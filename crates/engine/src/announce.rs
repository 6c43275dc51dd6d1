//! Debounced live-region announcer for assistive technology.
//!
//! Assistive technology only reads a live region when its value *changes*,
//! so re-announcing the same message back-to-back requires forcing it
//! through an empty intermediate value. [`Announcer::announce`] clears the
//! region synchronously and schedules the set for 100 ms later; setting
//! the text directly would silently drop repeated identical messages.

use crate::schedule::{Delay, Scheduler, Task, TaskHandle};
use crate::state::NavState;

/// Delay between the synchronous clear and the deferred set.
pub const ANNOUNCE_DELAY_MS: u64 = 100;

/// Owns the single pending live-region update.
///
/// A second `announce` within the delay window cancels the pending set and
/// replaces it: last call wins, since the most recent state is the most
/// relevant one to read out.
#[derive(Debug, Default)]
pub struct Announcer {
    pending: Option<TaskHandle>,
}

impl Announcer {
    pub fn new() -> Self {
        Self::default()
    }

    /// Clears the live region now and schedules `message` to be set after
    /// [`ANNOUNCE_DELAY_MS`].
    pub fn announce(&mut self, state: &mut NavState, sched: &mut dyn Scheduler, message: &str) {
        state.announcement.clear();
        if let Some(handle) = self.pending.take() {
            sched.cancel(handle);
        }
        self.pending = Some(sched.schedule(
            Delay::Millis(ANNOUNCE_DELAY_MS),
            Task::SetAnnouncement(message.to_string()),
        ));
    }

    /// Cancels any pending set; called at component teardown.
    pub fn cancel_pending(&mut self, sched: &mut dyn Scheduler) {
        if let Some(handle) = self.pending.take() {
            sched.cancel(handle);
        }
    }
}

※

## TASK DIRECTIONS
Write out every line of the listing that holds the word "TaskHandle".

## TASK ANSWER
use crate::schedule::{Delay, Scheduler, Task, TaskHandle};
    pending: Option<TaskHandle>,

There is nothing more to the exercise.